7. Confidential Information.
The Executive shall not, directly or indirectly, either during her
employment by the Company or at any time thereafter, disclose to anyone or use
(except as authorized in the regular course of the Company's business) any
information acquired by her during her employment with respect to any of the
Company's trade secrets or other confidential information. For this purpose,
information generally known to the public shall not be considered a trade secret
or confidential information.
4
8. Non-Competition, etc
8.1 Non-Competition. For a period of one year after the termination of
the Executive's employment under this agreement, the Executive shall not
directly or indirectly engage or be interested in any business or entity that
engages, anywhere in the world, in any business directly competitive with any
material segment of the business in which the Company and its subsidiaries are
engaged at the time of termination of the Executive's employment or with any
business activity that the Company or any subsidiary then has under active
consideration in which the Executive has been actively involved (any such
business, a "Restricted Business"), provided, however, that nothing in this
paragraph shall limit the Executive's right to be employed by a media,
advertising or Internet company whose businesses include a Restricted Business,
so long as the Executive does not provide services to that Restricted Business,
and further provided that the Executive shall not be prohibited from (a)

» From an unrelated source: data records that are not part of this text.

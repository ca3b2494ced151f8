//! Numbered list of stored recordings.

use crate::config::VoicerecConfig;
use crate::library::RecordingLibrary;

/// Prints every recording, newest first, with the index other commands take.
///
/// # Errors
/// - If configuration cannot be loaded
/// - If the recordings directory cannot be read
pub fn handle_list() -> anyhow::Result<()> {
    let config_data = VoicerecConfig::load()?;
    let library = RecordingLibrary::open(&config_data.recordings_dir()?)?;
    let recordings = library.list()?;

    if recordings.is_empty() {
        println!("No recordings yet. Run 'voicerec record' to make one.");
        return Ok(());
    }

    println!();
    println!("  #  {:<19}  {:>8}  {:>9}  id", "date", "length", "size");
    for (i, recording) in recordings.iter().enumerate() {
        let length = recording
            .duration_secs()
            .map(format_duration)
            .unwrap_or_else(|| "?".to_string());
        println!(
            "{:>3}  {}  {:>8}  {:>9}  {}",
            i + 1,
            recording.created_at.format("%Y-%m-%d %H:%M:%S"),
            length,
            format_size(recording.size_bytes),
            recording.id
        );
    }
    println!();
    println!("Stored in {}", library.dir().display());

    Ok(())
}

/// Formats seconds as `m:ss`, or `h:mm:ss` from one hour up.
pub fn format_duration(secs: f64) -> String {
    let total = secs.max(0.0).round() as u64;
    let (hours, minutes, seconds) = (total / 3600, (total % 3600) / 60, total % 60);
    if hours > 0 {
        format!("{hours}:{minutes:02}:{seconds:02}")
    } else {
        format!("{minutes}:{seconds:02}")
    }
}

/// Formats a byte count with a binary unit.
pub fn format_size(bytes: u64) -> String {
    const UNITS: [&str; 4] = ["B", "KiB", "MiB", "GiB"];
    let mut value = bytes as f64;
    let mut unit = 0;
    while value >= 1024.0 && unit < UNITS.len() - 1 {
        value /= 1024.0;
        unit += 1;
    }
    if unit == 0 {
        format!("{bytes} B")
    } else {
        format!("{value:.1} {}", UNITS[unit])
    }
}
//! Fixed-capacity sliding window of recent amplitudes.
//!
//! New samples enter at the tail and push the oldest one out of the head, so a
//! renderer drawing left to right sees the history scroll left.

use std::collections::VecDeque;

/// FIFO of normalized amplitudes whose length always equals its capacity.
#[derive(Debug, Clone, PartialEq)]
pub struct AmplitudeWindow {
    samples: VecDeque<f32>,
    capacity: usize,
}

impl AmplitudeWindow {
    /// Creates a window of `capacity` zeros.
    pub fn new(capacity: usize) -> Self {
        Self {
            samples: std::iter::repeat(0.0).take(capacity).collect(),
            capacity,
        }
    }

    /// Appends a sample at the tail, evicting the oldest from the head.
    pub fn push(&mut self, sample: f32) {
        if self.capacity == 0 {
            return;
        }
        self.samples.pop_front();
        self.samples.push_back(sample.clamp(0.0, 1.0));
    }

    /// Zeroes every slot without changing the capacity.
    pub fn reset(&mut self) {
        self.samples.iter_mut().for_each(|s| *s = 0.0);
    }

    pub fn len(&self) -> usize {
        self.samples.len()
    }

    pub fn is_empty(&self) -> bool {
        self.samples.is_empty()
    }

    pub fn capacity(&self) -> usize {
        self.capacity
    }

    /// Copies the window, oldest sample first.
    pub fn to_vec(&self) -> Vec<f32> {
        self.samples.iter().copied().collect()
    }

    pub fn iter(&self) -> impl Iterator<Item = &f32> {
        self.samples.iter()
    }
}
//! Configuration management for voicerec.
//!
//! Loads the TOML configuration from the user's config directory and resolves the
//! data directories for recordings and playlists.

pub mod file;

pub use file::{get_config_path, VoicerecConfig, VisualizerStyle};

practicing as an attorney (including for a consulting firm, venture capital
group, incubator, accelerator or other similar business), and, in that capacity,
representing clients engaged in any business competitive with the Company's
business, or (b) from being in-house counsel to any individual, partnership,
firm or company regardless of the businesses in which it engages, so long as the
Executive shall not breach Paragraphs 7 or 8.2 of this Agreement. The
restriction provided for in the previous sentence shall apply regardless of the
reason for termination of the Executive's employment, except that it shall not
apply after termination of the Executive's employment if the Executive's
employment is terminated prior to the expiration of the two-year term due to the
Executive's termination of her employment for Good Reason or due to termination
by the Company without cause. For the purpose of this section 8.1, the Executive
shall be deemed to be directly or indirectly interested in a business or entity
if she is engaged or interested in that business or entity as a stockholder,
director, officer, employee, agent, partner, consultant or otherwise, but not if
her interest is limited solely to the passive ownership of 5% or less of any
class of the equity or debt securities of a corporation whose shares are
publicly traded.
8.2 Non-Solicitation. The Executive shall not, for a period of 18 months
after termination of her employment (regardless of the reason for termination),
directly or indirectly employ or retain, solicit the employment or retention of,
or be associated with any entity that employs or retains or solicits the
employment or retention of, any person (other than her secretary or legal or
executive administrative assistant) who was an employee of the Company or any of
its subsidiaries at any time during the twelve months preceding the termination
of the Executive's employment.
8.3 Injunction. The Executive acknowledges that the remedy at law for
breach of the provisions of sections 8.1 or 8.2 will be inadequate and that, in
addition to any other remedy the Company may have, it shall be entitled to an
injunction restraining any breach or threatened breach, without any bond or
other security being required and without the necessity of showing actual
damages. The provisions of section 10 shall not apply with respect to this
section 8.
5
9. Merger or Sale of Assets.
If the Company shall merge or consolidate with another corporation or
shall transfer all or substantially all of its assets, this agreement shall be
assigned to the successor in the merger or consolidation or the transferee of
the assets, the Company shall cause the successor or transferee to assume all of
the Company's obligations under this agreement, and the Executive shall
thereafter be employed by the successor or transferee in accordance with the
terms of this agreement. The Company's failure to obtain such assumption prior
to the effectiveness of any such transaction shall be a breach of this agreement
by the Company.
10. Arbitration.
Except as otherwise provided in section 8.3, any dispute arising out of
or relating to this agreement shall be settled exclusively by arbitration in New
York, New York in accordance with the Commercial Arbitration Rules of the
American Arbitration Association. Service of process or notice of motion or
other application in connection with any arbitration may be served by the means
by which notices are to be given under this agreement, provided that a
reasonable time for appearance is allowed. Any award in any arbitration may be
enforced on application of either party by the order or judgment of any Federal
or state court in the State of New York.
11. Miscellaneous.
11.1 Headings. The section headings of this agreement are for reference
purposes only and are to be given no effect in the construction or
interpretation of this agreement.
11.2 Notices. All notices and other communications under this agreement
shall be in writing and shall be deemed given when delivered personally or
mailed by registered mail, return receipt requested, to the parties at their
respective addresses set forth above (or to such other address as a party may
have specified by notice given to the other party pursuant to this provision).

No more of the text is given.